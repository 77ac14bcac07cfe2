//! Fork server: driver handshake, fork rounds and the process role.

pub mod config;
pub mod coordinator;
pub mod handshake;
pub mod role;
pub mod split;

pub use config::{ForkServerConfig, FORKSRV_FD};
pub use coordinator::ForkServer;
pub use handshake::{DriverLink, HANDSHAKE_LEN};
pub use role::ProcessRole;
pub use split::{OsFork, Pid, Split, Splitter};
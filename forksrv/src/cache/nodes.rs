use std::collections::HashMap;

use parking_lot::Mutex;

/// Process-wide table of program counters reported through global requests.
///
/// Global requests carry no translation work, only bookkeeping, so the table
/// is a plain counter per pc.
#[derive(Debug, Default)]
pub struct GlobalNodeTable {
    nodes: Mutex<HashMap<u64, u64>>,
}

impl GlobalNodeTable {
    pub fn new() -> Self {
        Self::default()
    }

    /// Record a visit to `pc`. Returns `true` the first time `pc` is seen.
    pub fn update(&self, pc: u64) -> bool {
        let mut nodes = self.nodes.lock();
        let count = nodes.entry(pc).or_insert(0);
        *count += 1;
        *count == 1
    }

    pub fn contains(&self, pc: u64) -> bool {
        self.nodes.lock().contains_key(&pc)
    }

    /// Number of updates recorded for `pc`.
    pub fn visits(&self, pc: u64) -> u64 {
        self.nodes.lock().get(&pc).copied().unwrap_or(0)
    }

    pub fn len(&self) -> usize {
        self.nodes.lock().len()
    }

    pub fn is_empty(&self) -> bool {
        self.len() == 0
    }
}
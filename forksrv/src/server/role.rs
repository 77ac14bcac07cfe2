use std::fmt;

use super::split::Pid;

/// Which side of the fork server this process is on.
///
/// An engine alternates between idle and driving a child every round; only
/// `ForkedChild` is terminal. It is set once at the fork point and a process
/// that becomes one stays one for the rest of its life.
#[derive(Debug, Clone, Copy, PartialEq, Eq, Default)]
pub enum ProcessRole {
    #[default]
    EngineIdle,
    EngineDriving {
        child: Pid,
    },
    ForkedChild,
}

impl ProcessRole {
    pub fn is_forked_child(&self) -> bool {
        matches!(self, ProcessRole::ForkedChild)
    }

    pub fn is_engine(&self) -> bool {
        !self.is_forked_child()
    }

    /// Child currently being driven, if any.
    pub fn child(&self) -> Option<Pid> {
        match self {
            ProcessRole::EngineDriving { child } => Some(*child),
            _ => None,
        }
    }
}

impl fmt::Display for ProcessRole {
    fn fmt(&self, f: &mut fmt::Formatter<'_>) -> fmt::Result {
        match self {
            ProcessRole::EngineIdle => write!(f, "engine (idle)"),
            ProcessRole::EngineDriving { child } => write!(f, "engine (driving {})", child),
            ProcessRole::ForkedChild => write!(f, "forked child"),
        }
    }
}
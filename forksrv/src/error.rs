use std::io;

use thiserror::Error;

/// Fatal conditions of the fork server loop.
///
/// Every variant ends the engine process. The driver on the other side of the
/// status descriptor only sees the exit code, so each cause gets its own.
#[derive(Debug, Error)]
pub enum ForkServerError {
    #[error("driver closed the control channel")]
    DriverGone,
    #[error("failed to set up the request channel: {0}")]
    Channel(#[source] io::Error),
    #[error("fork failed: {0}")]
    Fork(#[source] io::Error),
    #[error("failed to report child pid {pid} to the driver: {source}")]
    ReportPid {
        pid: i32,
        #[source]
        source: io::Error,
    },
    #[error("failed to wait for child {pid}: {source}")]
    Wait {
        pid: i32,
        #[source]
        source: io::Error,
    },
    #[error("failed to report exit status {status:#x} to the driver: {source}")]
    ReportStatus {
        status: i32,
        #[source]
        source: io::Error,
    },
}

impl ForkServerError {
    /// Process exit code the driver expects for this failure.
    pub fn exit_code(&self) -> i32 {
        match self {
            ForkServerError::DriverGone => 2,
            ForkServerError::Channel(_) => 3,
            ForkServerError::Fork(_) => 4,
            ForkServerError::ReportPid { .. } => 5,
            ForkServerError::Wait { .. } => 6,
            ForkServerError::ReportStatus { .. } => 7,
        }
    }
}

/// Failure reported by the translation engine for a single code region.
#[derive(Debug, Error)]
pub enum TranslateError {
    #[error("no code mapped at {0:#x}")]
    Unmapped(u64),
    #[error("translation of {pc:#x} failed: {reason}")]
    Failed { pc: u64, reason: String },
}

/// A request record that could not be decoded.
#[derive(Debug, Error)]
#[error("malformed translation request: {0}")]
pub struct WireError(#[from] pub bincode::Error);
#####
Print out all of the records above, word for word.

repository 77ac14bcac07cfe2
//! Fork server: driver handshake, fork rounds and the process role.

pub mod config;
pub mod coordinator;
pub mod handshake;
pub mod role;
pub mod split;

pub use config::{ForkServerConfig, FORKSRV_FD};
pub use coordinator::ForkServer;
pub use handshake::{DriverLink, HANDSHAKE_LEN};
pub use role::ProcessRole;
pub use split::{OsFork, Pid, Split, Splitter};
filename forksrv/src/cache/nodes.rs
use std::collections::HashMap;

use parking_lot::Mutex;

/// Process-wide table of program counters reported through global requests.
///
/// Global requests carry no translation work, only bookkeeping, so the table
/// is a plain counter per pc.
#[derive(Debug, Default)]
pub struct GlobalNodeTable {
    nodes: Mutex<HashMap<u64, u64>>,
}

impl GlobalNodeTable {
    pub fn new() -> Self {
        Self::default()
    }

    /// Record a visit to `pc`. Returns `true` the first time `pc` is seen.
    pub fn update(&self, pc: u64) -> bool {
        let mut nodes = self.nodes.lock();
        let count = nodes.entry(pc).or_insert(0);
        *count += 1;
        *count == 1
    }

    pub fn contains(&self, pc: u64) -> bool {
        self.nodes.lock().contains_key(&pc)
    }

    /// Number of updates recorded for `pc`.
    pub fn visits(&self, pc: u64) -> u64 {
        self.nodes.lock().get(&pc).copied().unwrap_or(0)
    }

    pub fn len(&self) -> usize {
        self.nodes.lock().len()
    }

    pub fn is_empty(&self) -> bool {
        self.len() == 0
    }
}
filename forksrv/src/server/role.rs
repository 77ac14bcac07cfe2
use std::fmt;

use super::split::Pid;

/// Which side of the fork server this process is on.
///
/// An engine alternates between idle and driving a child every round; only
/// `ForkedChild` is terminal. It is set once at the fork point and a process
/// that becomes one stays one for the rest of its life.
#[derive(Debug, Clone, Copy, PartialEq, Eq, Default)]
pub enum ProcessRole {
    #[default]
    EngineIdle,
    EngineDriving {
        child: Pid,
    },
    ForkedChild,
}

impl ProcessRole {
    pub fn is_forked_child(&self) -> bool {
        matches!(self, ProcessRole::ForkedChild)
    }

    pub fn is_engine(&self) -> bool {
        !self.is_forked_child()
    }

    /// Child currently being driven, if any.
    pub fn child(&self) -> Option<Pid> {
        match self {
            ProcessRole::EngineDriving { child } => Some(*child),
            _ => None,
        }
    }
}

impl fmt::Display for ProcessRole {
    fn fmt(&self, f: &mut fmt::Formatter<'_>) -> fmt::Result {
        match self {
            ProcessRole::EngineIdle => write!(f, "engine (idle)"),
            ProcessRole::EngineDriving { child } => write!(f, "engine (driving {})", child),
            ProcessRole::ForkedChild => write!(f, "forked child"),
        }
    }
}
filename forksrv/src/error.rs
use std::io;

use thiserror::Error;

/// Fatal conditions of the fork server loop.
///
/// Every variant ends the engine process. The driver on the other side of the
/// status descriptor only sees the exit code, so each cause gets its own.
#[derive(Debug, Error)]
pub enum ForkServerError {
    #[error("driver closed the control channel")]
    DriverGone,
    #[error("failed to set up the request channel: {0}")]
    Channel(#[source] io::Error),
    #[error("fork failed: {0}")]
    Fork(#[source] io::Error),
    #[error("failed to report child pid {pid} to the driver: {source}")]
    ReportPid {
        pid: i32,
        #[source]
        source: io::Error,
    },
    #[error("failed to wait for child {pid}: {source}")]
    Wait {
        pid: i32,
        #[source]
        source: io::Error,
    },
    #[error("failed to report exit status {status:#x} to the driver: {source}")]
    ReportStatus {
        status: i32,
        #[source]
        source: io::Error,
    },
}

impl ForkServerError {
    /// Process exit code the driver expects for this failure.
    pub fn exit_code(&self) -> i32 {
        match self {
            ForkServerError::DriverGone => 2,
            ForkServerError::Channel(_) => 3,
            ForkServerError::Fork(_) => 4,
            ForkServerError::ReportPid { .. } => 5,
            ForkServerError::Wait { .. } => 6,
            ForkServerError::ReportStatus { .. } => 7,
        }
    }
}

/// Failure reported by the translation engine for a single code region.
#[derive(Debug, Error)]
pub enum TranslateError {
    #[error("no code mapped at {0:#x}")]
    Unmapped(u64),
    #[error("translation of {pc:#x} failed: {reason}")]
    Failed { pc: u64, reason: String },
}

/// A request record that could not be decoded.
#[derive(Debug, Error)]
#[error("malformed translation request: {0}")]
pub struct WireError(#[from] pub bincode::Error);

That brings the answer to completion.